See the caveats in the documentation: http://pandas.pydata.org/pandas-docs/stable/indexing.html#indexing-view-versus-copy
  """Entry point for launching an IPython kernel.


2.3 group neighbourhoods with the same postal code

In [12]:
postal_codes_df = postal_codes_df.groupby(['Postcode','Borough'])['Neighbourhood'].apply(', '.join).reset_index()

In [13]:
postal_codes_df.shape

(103, 3)

# PART II

the geospatial csv file is used

In [51]:
!wget -q -O 'toronto_data.csv' http://cocl.us/Geospatial_data
print('Data downloaded!')

Data downloaded!


prepare to load the data from the csv file

In [52]:
filename = 'toronto_data.csv'
headers = ['Postal Code', 'Latitude', 'Longitude']

load and preview the data

In [54]:
df = pd.read_csv(filename)
df.head()

Unnamed: 0,Postal Code,Latitude,Longitude
0,M1B,43.806686,-79.194353
1,M1C,43.784535,-79.160497
2,M1E,43.763573,-79.188711
3,M1G,43.770992,-79.216917
4,M1H,43.773136,-79.239476


add the coordinates to dataframe with the postal code

In [55]:
result = pd.merge(postal_codes_df, df, left_on='Postcode', right_on='Postal Code')
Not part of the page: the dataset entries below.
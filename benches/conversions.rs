// Copyright (c) 2024, Cogent Core. All rights reserved.
// Use of this source code is governed by a BSD-style
// license that can be found in the LICENSE file.

use cogent_color_picker::{compose, decompose, parse_hex, validate_channel, Channel, ColorModel, ColorState, Field, Target};
use criterion::{black_box, criterion_group, criterion_main, Criterion};

fn conversions(c: &mut Criterion) {
    c.bench_function("compose", |b| {
        b.iter(|| compose(black_box(ColorState::argb(0x80, 0x12, 0x34, 0x56))))
    });
    c.bench_function("decompose", |b| b.iter(|| decompose(black_box(0x8012_3456))));
    c.bench_function("parse_hex shorthand", |b| b.iter(|| parse_hex(black_box("#f0a"))));
    c.bench_function("validate alpha", |b| {
        b.iter(|| validate_channel(Channel::Alpha, black_box("50")))
    });
}

fn propagation(c: &mut Criterion) {
    let mut model = ColorModel::default();
    for field in Field::ALL {
        model.subscribe(Target::Field(field), |update| {
            black_box(update);
        });
    }
    model.subscribe(Target::Color, |update| {
        black_box(update);
    });

    c.bench_function("edit_channel with observers", |b| {
        b.iter(|| model.edit_channel(Channel::Green, black_box("128")))
    });
}

criterion_group!(benches, conversions, propagation);
criterion_main!(benches);
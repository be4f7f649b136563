// Copyright (c) 2024, Cogent Core. All rights reserved.
// Use of this source code is governed by a BSD-style
// license that can be found in the LICENSE file.

//! Parsing of hex color text.
//!
//! The hex field edits red, green and blue only. The allowed formats are:
//! * `RGB` / `#RGB`
//! * `RRGGBB` / `#RRGGBB`
//!
//! Alpha-carrying forms such as `#AARRGGBB` are rejected.

use crate::base::ValidationError;

/// Parses hex color text into a `0x00RRGGBB` value.
///
/// The three digit shorthand doubles each digit, so `"f0a"` reads as `"ff00aa"`.
///
/// # Errors
///
/// [`ValidationError::MalformedHex`] when the body has characters other than
/// hex digits or is not 3 or 6 digits long, [`ValidationError::ParseOverflow`]
/// when the digits cannot be converted to an integer.
pub fn parse_hex(raw: &str) -> Result<u32, ValidationError> {
    let body = raw.strip_prefix('#').unwrap_or(raw);
    let malformed = || {
        tracing::debug!(input = raw, "invalid hex color format");
        ValidationError::MalformedHex {
            input: raw.to_string(),
        }
    };

    if !body.bytes().all(|c| c.is_ascii_hexdigit()) {
        return Err(malformed());
    }

    let expanded = match body.len() {
        3 => body.chars().flat_map(|c| [c, c]).collect::<String>(),
        6 => body.to_string(),
        _ => return Err(malformed()),
    };

    u32::from_str_radix(&expanded, 16).map_err(|e| {
        tracing::debug!(input = raw, error = %e, "hex color conversion failed");
        ValidationError::ParseOverflow {
            input: raw.to_string(),
        }
    })
}

/// Returns `true` if [`parse_hex`] accepts the text.
pub fn is_valid_hex(raw: &str) -> bool {
    parse_hex(raw).is_ok()
}

#[cfg(test)]
mod tests {
    use super::*;

    #[test]
    fn test_six_digits() {
        assert_eq!(parse_hex("#112233"), Ok(0x0011_2233));
        assert_eq!(parse_hex("aBcDeF"), Ok(0x00AB_CDEF));
    }

    #[test]
    fn test_shorthand_expands() {
        assert_eq!(parse_hex("f0a"), parse_hex("ff00aa"));
        assert_eq!(parse_hex("#f0a"), Ok(0x00FF_00AA));
    }

    #[test]
    fn test_wrong_length() {
        for raw in ["12345", "", "#", "#1", "1234", "#FF112233", "1234567"] {
            assert!(
                matches!(parse_hex(raw), Err(ValidationError::MalformedHex { .. })),
                "{raw:?} should be malformed"
            );
        }
    }

    #[test]
    fn test_non_hex_characters() {
        for raw in ["zz00aa", "#12g456", "##112233", "+12345", "ff 0aa", "ééé"] {
            assert!(
                matches!(parse_hex(raw), Err(ValidationError::MalformedHex { .. })),
                "{raw:?} should be malformed"
            );
        }
    }

    #[test]
    fn test_predicate_matches_parser() {
        assert!(is_valid_hex("#000"));
        assert!(is_valid_hex("FFFFFF"));
        assert!(!is_valid_hex("12345"));
        assert!(!is_valid_hex("zz00aa"));
    }
}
remove the extra column and preview the final output

In [48]:
result.drop('Postal Code', axis=1, inplace=True)
result.head()

Unnamed: 0,Postcode,Borough,Neighbourhood,Latitude,Longitude
0,M1B,Scarborough,"Rouge, Malvern",43.806686,-79.194353
1,M1C,Scarborough,"Highland Creek, Rouge Hill, Port Union",43.784535,-79.160497
2,M1E,Scarborough,"Guildwood, Morningside, West Hill",43.763573,-79.188711
3,M1G,Scarborough,Woburn,43.770992,-79.216917
4,M1H,Scarborough,Cedarbrae,43.773136,-79.239476